Identification of a novel interaction between the Ca2+-binding protein S100A11 and the Ca2+- and phospholipid-binding protein annexin A6

Abstract

S100A11 is a member of the S100 family of EF-hand Ca2+-binding proteins, which is expressed in smooth muscle and other tissues. Ca2+ binding to S100A11 induces a conformational change that exposes a hydrophobic surface for interaction with target proteins. Affinity chromatography with immobilized S100A11 was used to isolate a 70-kDa protein from smooth muscle that bound to S100A11 in a Ca2+-dependent manner and was identified by mass spectrometry as annexin A6. Direct Ca2+-dependent interaction between S100A11 and annexin A6 was confirmed by affinity chromatography of the purified bacterially expressed proteins, by gel overlay of annexin A6 with purified S100A11, by chemical cross-linking, and by coprecipitation of S100A11 with annexin A6 bound to liposomes.
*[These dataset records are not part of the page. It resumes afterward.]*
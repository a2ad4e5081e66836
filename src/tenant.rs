use std::path::PathBuf;
use std::sync::Arc;
use std::time::Duration;

use dashmap::DashMap;
use tracing::info;

use crate::clock::Clock;
use crate::engine::Engine;
use crate::limits::*;
use crate::notify::NotifyHub;
use crate::reconcile;

/// Manages per-company engines. Each company gets its own Engine, WAL,
/// compactor and (optionally) reconciler.
/// Company = database name from the pgwire connection.
pub struct TenantManager {
    engines: DashMap<String, Arc<Engine>>,
    data_dir: PathBuf,
    compact_threshold: u64,
    reconcile_interval: Option<Duration>,
    clock: Arc<dyn Clock>,
}

impl TenantManager {
    pub fn new(
        data_dir: PathBuf,
        compact_threshold: u64,
        reconcile_interval: Option<Duration>,
        clock: Arc<dyn Clock>,
    ) -> Self {
        Self {
            engines: DashMap::new(),
            data_dir,
            compact_threshold,
            reconcile_interval,
            clock,
        }
    }

    /// Get or lazily create an engine for the given company.
    pub fn get_or_create(&self, tenant: &str) -> std::io::Result<Arc<Engine>> {
        if let Some(engine) = self.engines.get(tenant) {
            return Ok(engine.value().clone());
        }
        if tenant.len() > MAX_TENANT_NAME_LEN {
            return Err(std::io::Error::new(
                std::io::ErrorKind::InvalidInput,
                "tenant name too long",
            ));
        }
        if self.engines.len() >= MAX_TENANTS {
            return Err(std::io::Error::other("too many tenants"));
        }

        if tenant.is_empty() {
            return Err(std::io::Error::new(
                std::io::ErrorKind::InvalidInput,
                "empty tenant name",
            ));
        }

        // Two connections may race here; the entry API keeps exactly one engine.
        let entry = self.engines.entry(tenant.to_string());
        if let dashmap::mapref::entry::Entry::Occupied(existing) = &entry {
            return Ok(existing.get().clone());
        }

        let wal_path = self.data_dir.join(format!("{}.wal", file_stem(tenant)));
        let notify = Arc::new(NotifyHub::new());
        let engine = Arc::new(Engine::new(tenant, wal_path, notify, self.clock.clone())?);

        tokio::spawn(reconcile::run_compactor(engine.clone(), self.compact_threshold));
        if let Some(period) = self.reconcile_interval {
            tokio::spawn(reconcile::run_reconciler(engine.clone(), period));
        }

        entry.or_insert(engine.clone());
        metrics::gauge!(crate::observability::TENANTS_ACTIVE).set(self.engines.len() as f64);
        info!("tenant {tenant} loaded");
        Ok(engine)
    }
}

/// Percent-encode every byte outside `[a-z0-9_-]`. Distinct company names
/// always get distinct files, even on case-insensitive filesystems, and no
/// name can escape the data dir.
fn file_stem(tenant: &str) -> String {
    let mut stem = String::with_capacity(tenant.len());
    for byte in tenant.bytes() {
        match byte {
            b'a'..=b'z' | b'0'..=b'9' | b'_' | b'-' => stem.push(byte as char),
            _ => stem.push_str(&format!("%{byte:02X}")),
        }
    }
    stem
}
impl Store {
    pub fn new() -> Self {
        Self::default()
    }

    // ── Record application ──────────────────────────────────

    pub(crate) fn apply(&mut self, record: &Record) -> Undo {
        match record {
            Record::EventSaved(event) => Undo::Event(event.id, self.put_event(event.clone())),
            Record::EventStatusChanged { id, status } => {
                let prior = self.events.get(id).cloned();
                if let Some(event) = self.events.get_mut(id) {
                    event.status = *status;
                }
                Undo::Event(*id, prior)
            }
            Record::EventDeleted { id } => Undo::Event(*id, self.remove_event(id)),

            Record::VenueSaved(venue) => Undo::Venue(venue.id, self.venues.insert(venue.id, venue.clone())),
            Record::VenueStatusProjected { id, status } => {
                let prior = self.venues.get(id).cloned();
                if let Some(venue) = self.venues.get_mut(id) {
                    venue.status = *status;
                }
                Undo::Venue(*id, prior)
            }
            Record::VenueDeleted { id } => Undo::Venue(*id, self.venues.remove(id)),

            Record::StaffSaved(staff) => Undo::Staff(staff.id, self.staff.insert(staff.id, staff.clone())),
            Record::StaffStatusProjected { id, status } => {
                let prior = self.staff.get(id).cloned();
                if let Some(staff) = self.staff.get_mut(id) {
                    staff.status = *status;
                }
                Undo::Staff(*id, prior)
            }
            Record::StaffDeleted { id } => Undo::Staff(*id, self.staff.remove(id)),

            Record::TaskSaved(task) => Undo::Task(task.id, self.put_task(task.clone())),
            Record::TaskDeleted { id, .. } => Undo::Task(*id, self.remove_task(id)),

            Record::TableSaved(table) => Undo::Table(table.id, self.put_table(table.clone())),
            Record::TableStatusProjected { id, status, .. } => {
                let prior = self.tables.get(id).cloned();
                if let Some(table) = self.tables.get_mut(id) {
                    table.status = *status;
                }
                Undo::Table(*id, prior)
            }
            Record::TableDeleted { id, .. } => Undo::Table(*id, self.remove_table(id)),

            Record::InviteSaved(invite) => Undo::Invite(invite.id, self.put_invite(invite.clone())),
            Record::InviteDeleted { id, .. } => Undo::Invite(*id, self.remove_invite(id)),

            Record::ProviderSaved(provider) => {
                Undo::Provider(provider.id, self.put_provider(provider.clone()))
            }
            Record::ProviderDeleted { id, .. } => Undo::Provider(*id, self.remove_provider(id)),
        }
    }

    /// Restore a row to the value captured in `undo`.
    pub(crate) fn revert(&mut self, undo: Undo) {
        match undo {
            Undo::Event(id, prior) => {
                self.remove_event(&id);
                if let Some(event) = prior {
                    self.put_event(event);
                }
            }
            Undo::Venue(id, prior) => {
                self.venues.remove(&id);
                if let Some(venue) = prior {
                    self.venues.insert(id, venue);
                }
            }
            Undo::Staff(id, prior) => {
                self.staff.remove(&id);
                if let Some(staff) = prior {
                    self.staff.insert(id, staff);
                }
            }
            Undo::Task(id, prior) => {
                self.remove_task(&id);
                if let Some(task) = prior {
                    self.put_task(task);
                }
            }
            Undo::Table(id, prior) => {
                self.remove_table(&id);
                if let Some(table) = prior {
                    self.put_table(table);
                }
            }
            Undo::Invite(id, prior) => {
                self.remove_invite(&id);
                if let Some(invite) = prior {
                    self.put_invite(invite);
                }
            }
            Undo::Provider(id, prior) => {
                self.remove_provider(&id);
                if let Some(provider) = prior {
                    self.put_provider(provider);
                }
            }
        }
    }

    // ── Index-maintaining writes ────────────────────────────

    fn put_event(&mut self, event: Event) -> Option<Event> {
        let prior = self.remove_event(&event.id);
        if let Some(venue_id) = event.venue_id {
            self.venue_events.entry(venue_id).or_default().insert(event.id);
        }
        self.events.insert(event.id, event);
        prior
    }

    fn remove_event(&mut self, id: &Ulid) -> Option<Event> {
        let prior = self.events.remove(id)?;
        if let Some(venue_id) = prior.venue_id
            && let Some(ids) = self.venue_events.get_mut(&venue_id)
        {
            ids.remove(id);
            if ids.is_empty() {
                self.venue_events.remove(&venue_id);
            }
        }
        Some(prior)
    }

    fn link_child(&mut self, event_id: Ulid, id: Ulid) {
        self.children.entry(event_id).or_default().insert(id);
    }

    fn unlink_child(&mut self, event_id: Ulid, id: &Ulid) {
        if let Some(ids) = self.children.get_mut(&event_id) {
            ids.remove(id);
            if ids.is_empty() {
                self.children.remove(&event_id);
            }
        }
    }

    fn put_task(&mut self, task: Task) -> Option<Task> {
        self.link_child(task.event_id, task.id);
        self.tasks.insert(task.id, task)
    }

    fn remove_task(&mut self, id: &Ulid) -> Option<Task> {
        let prior = self.tasks.remove(id)?;
        self.unlink_child(prior.event_id, id);
        Some(prior)
    }

    fn put_table(&mut self, table: EventTable) -> Option<EventTable> {
        self.link_child(table.event_id, table.id);
        self.tables.insert(table.id, table)
    }

    fn remove_table(&mut self, id: &Ulid) -> Option<EventTable> {
        let prior = self.tables.remove(id)?;
        self.unlink_child(prior.event_id, id);
        Some(prior)
    }

    fn put_invite(&mut self, invite: Invite) -> Option<Invite> {
        self.link_child(invite.event_id, invite.id);
        self.invites.insert(invite.id, invite)
    }

    fn remove_invite(&mut self, id: &Ulid) -> Option<Invite> {
        let prior = self.invites.remove(id)?;
        self.unlink_child(prior.event_id, id);
        Some(prior)
    }

    fn put_provider(&mut self, provider: Provider) -> Option<Provider> {
        self.link_child(provider.event_id, provider.id);
        self.providers.insert(provider.id, provider)
    }

    fn remove_provider(&mut self, id: &Ulid) -> Option<Provider> {
        let prior = self.providers.remove(id)?;
        self.unlink_child(prior.event_id, id);
        Some(prior)
    }

    // ── Scans ───────────────────────────────────────────────

    pub fn events_at_venue(&self, venue_id: Ulid) -> impl Iterator<Item = &Event> {
        self.venue_events
            .get(&venue_id)
            .into_iter()
            .flatten()
            .filter_map(move |id| self.events.get(id))
    }

    fn children_of(&self, event_id: Ulid) -> impl Iterator<Item = &Ulid> {
        self.children.get(&event_id).into_iter().flatten()
    }

    pub fn tasks_of(&self, event_id: Ulid) -> impl Iterator<Item = &Task> {
        self.children_of(event_id).filter_map(move |id| self.tasks.get(id))
    }

    pub fn tables_of(&self, event_id: Ulid) -> impl Iterator<Item = &EventTable> {
        self.children_of(event_id).filter_map(move |id| self.tables.get(id))
    }

    pub fn invites_of(&self, event_id: Ulid) -> impl Iterator<Item = &Invite> {
        self.children_of(event_id).filter_map(move |id| self.invites.get(id))
    }

    pub fn providers_of(&self, event_id: Ulid) -> impl Iterator<Item = &Provider> {
        self.children_of(event_id).filter_map(move |id| self.providers.get(id))
    }

    pub fn invites_at_table(&self, table_id: Ulid) -> impl Iterator<Item = &Invite> {
        let event_id = self.tables.get(&table_id).map(|t| t.event_id);
        event_id
            .into_iter()
            .flat_map(move |event_id| self.invites_of(event_id))
            .filter(move |invite| invite.table_id == Some(table_id))
    }

    /// Party sizes seated at a table, optionally leaving one invite out.
    pub fn seated_at(&self, table_id: Ulid, exclude: Option<Ulid>) -> u32 {
        self.invites_at_table(table_id)
            .filter(|invite| Some(invite.id) != exclude)
            .fold(0u32, |acc, invite| acc.saturating_add(invite.personnes))
    }

    /// Provider amounts committed against an event, optionally leaving one provider out.
    pub fn committed_spend(&self, event_id: Ulid, exclude: Option<Ulid>) -> u64 {
        self.providers_of(event_id)
            .filter(|provider| Some(provider.id) != exclude)
            .fold(0u64, |acc, provider| acc.saturating_add(provider.amount))
    }

    /// Events a staff member works on, directly or through one of the event's tasks.
    pub fn events_for_staff(&self, staff_id: Ulid) -> impl Iterator<Item = &Event> {
        let mut ids: BTreeSet<Ulid> = self
            .events
            .values()
            .filter(|event| event.staff.contains(&staff_id))
            .map(|event| event.id)
            .collect();
        ids.extend(
            self.tasks
                .values()
                .filter(|task| task.staff.contains(&staff_id))
                .map(|task| task.event_id),
        );
        ids.into_iter().filter_map(move |id| self.events.get(&id))
    }

    /// Staff linked to an event, directly or through its tasks.
    pub fn staff_of(&self, event_id: Ulid) -> BTreeSet<Ulid> {
        let mut staff = self
            .events
            .get(&event_id)
            .map(|event| event.staff.clone())
            .unwrap_or_default();
        for task in self.tasks_of(event_id) {
            staff.extend(task.staff.iter().copied());
        }
        staff
    }

    /// Records that rebuild the current state from an empty store.
    pub fn snapshot(&self) -> Vec<Record> {
        fn sorted<T: Clone>(rows: &HashMap<Ulid, T>) -> Vec<T> {
            let mut ids: Vec<&Ulid> = rows.keys().collect();
            ids.sort();
            ids.into_iter().map(|id| rows[id].clone()).collect()
        }

        let mut records = Vec::new();
        records.extend(sorted(&self.venues).into_iter().map(Record::VenueSaved));
        records.extend(sorted(&self.staff).into_iter().map(Record::StaffSaved));
        records.extend(sorted(&self.events).into_iter().map(Record::EventSaved));
        records.extend(sorted(&self.tasks).into_iter().map(Record::TaskSaved));
        records.extend(sorted(&self.tables).into_iter().map(Record::TableSaved));
        records.extend(sorted(&self.invites).into_iter().map(Record::InviteSaved));
        records.extend(sorted(&self.providers).into_iter().map(Record::ProviderSaved));
        records
    }
}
The expression of S100A11 and annexin A6 in the same cell type was verified by RT-PCR and immunocytochemistry of isolated vascular smooth muscle cells. The site of binding of S100A11 on annexin A6 was investigated by partial tryptic digestion and deletion mutagenesis. The unique NH2 terminal head region of annexin A6 was not required for S100A11 binding, but binding sites were identified in both NH2- and COOH-terminal halves of the molecule. We hypothesize that an agonist-induced increase in cytosolic free [Ca2+] leads to formation of a complex of S100A11 and annexin A6, which forms a physical connection between the plasma membrane and the cytoskeleton, or plays a role in the formation of signaling complexes at the level of the sarcolemma.